■ **Task prompt**: Output the entries below exactly, from the first line to the line holding "impl fmt::Display for", both included.

[Collected data entries]

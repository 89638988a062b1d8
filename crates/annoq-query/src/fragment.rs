//! Backend query fragments.
//!
//! One [`Fragment`] is synthesized per query term. Its `Display` is the exact text the
//! backend parses.

use std::fmt;

use serde::Serialize;

use crate::field::{ANNOTATION_FIELD, CONCEPT_ID_PREFIX, CONCEPT_PREFIX};

/// Backend text for one query term.
#[derive(Debug, Clone, PartialEq, Eq, Serialize)]
#[serde(tag = "kind", rename_all = "snake_case")]
pub enum Fragment {
    /// A bare key phrase, passed through to the default search field.
    Literal {
        /// Lower-cased phrase.
        text: String,
        /// Whether the phrase was quoted in the query.
        quoted: bool,
    },
    /// `*[Field]`: any annotation of the field's type.
    Existence {
        /// Lower-cased field name.
        field: String,
    },
    /// `id[Field_id]`: an annotation of the field's type carrying the concept id.
    ConceptId {
        /// Lower-cased field name, without suffix.
        field: String,
        /// Lower-cased concept id.
        id: String,
    },
    /// `phrase[Field]`: an annotation of the field's type covering the phrase's tokens.
    Span {
        /// Lower-cased field name.
        field: String,
        /// Maximum span width.
        window: usize,
        /// Backend tokens of the phrase.
        tokens: Vec<String>,
    },
    /// Debug rendering of a term, with no backend syntax.
    Debug {
        /// Lower-cased phrase.
        phrase: String,
        /// Field label, if any.
        field: Option<String>,
        /// Whether the phrase was quoted in the query.
        quoted: bool,
    },
}

impl Fragment {
    /// Short name of the fragment kind.
    pub fn kind(&self) -> &'static str {
        match self {
            Self::Literal { .. } => "literal",
            Self::Existence { .. } => "existence",
            Self::ConceptId { .. } => "concept_id",
            Self::Span { .. } => "span",
            Self::Debug { .. } => "debug",
        }
    }
}

impl fmt::Display for Fragment {
    fn fmt(&self, f: &mut fmt::Formatter<'_>) -> fmt::Result {
        match self {
            Self::Literal { text, quoted: true } => write!(f, "\"{text}\""),
            Self::Literal { text, quoted: false } => f.write_str(text),
            Self::Existence { field } => {
                write!(f, "{ANNOTATION_FIELD}:{CONCEPT_PREFIX}_{field}")
            }
            Self::ConceptId { field, id } => write!(
                f,
                "_query_:\"{{!annographix ver=3}} @0:{CONCEPT_PREFIX}_{field} @1:{CONCEPT_ID_PREFIX}_{id} #covers(0,1)\""
            ),
            Self::Span {
                field,
                window,
                tokens,
            } => {
                write!(
                    f,
                    "_query_:\"{{!annographix ver=3 span={window}}} @0:{CONCEPT_PREFIX}_{field}"
                )?;
                for (i, token) in tokens.iter().enumerate() {
                    let k = i + 1;
                    write!(f, " ~{k}:{token} #covers(0,{k})")?;
                }
                f.write_str("\"")
            }
            Self::Debug {
                phrase,
                field,
                quoted,
            } => {
                let phrase = if phrase.is_empty() { "*" } else { phrase };
                let quote = if *quoted { "\"" } else { "" };
                let field = field.as_deref().unwrap_or("NONE");
                write!(f, "{quote}{phrase}{quote}:{field}")
            }
        }
    }
}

■ **Response to this exercise**:
repository 89638988a062b1d8
filename crates/annoq-query/src/fragment.rs
//! Backend query fragments.
//!
//! One [`Fragment`] is synthesized per query term. Its `Display` is the exact text the
//! backend parses.

use std::fmt;

use serde::Serialize;

use crate::field::{ANNOTATION_FIELD, CONCEPT_ID_PREFIX, CONCEPT_PREFIX};

/// Backend text for one query term.
#[derive(Debug, Clone, PartialEq, Eq, Serialize)]
#[serde(tag = "kind", rename_all = "snake_case")]
pub enum Fragment {
    /// A bare key phrase, passed through to the default search field.
    Literal {
        /// Lower-cased phrase.
        text: String,
        /// Whether the phrase was quoted in the query.
        quoted: bool,
    },
    /// `*[Field]`: any annotation of the field's type.
    Existence {
        /// Lower-cased field name.
        field: String,
    },
    /// `id[Field_id]`: an annotation of the field's type carrying the concept id.
    ConceptId {
        /// Lower-cased field name, without suffix.
        field: String,
        /// Lower-cased concept id.
        id: String,
    },
    /// `phrase[Field]`: an annotation of the field's type covering the phrase's tokens.
    Span {
        /// Lower-cased field name.
        field: String,
        /// Maximum span width.
        window: usize,
        /// Backend tokens of the phrase.
        tokens: Vec<String>,
    },
    /// Debug rendering of a term, with no backend syntax.
    Debug {
        /// Lower-cased phrase.
        phrase: String,
        /// Field label, if any.
        field: Option<String>,
        /// Whether the phrase was quoted in the query.
        quoted: bool,
    },
}

impl Fragment {
    /// Short name of the fragment kind.
    pub fn kind(&self) -> &'static str {
        match self {
            Self::Literal { .. } => "literal",
            Self::Existence { .. } => "existence",
            Self::ConceptId { .. } => "concept_id",
            Self::Span { .. } => "span",
            Self::Debug { .. } => "debug",
        }
    }
}

impl fmt::Display for Fragment {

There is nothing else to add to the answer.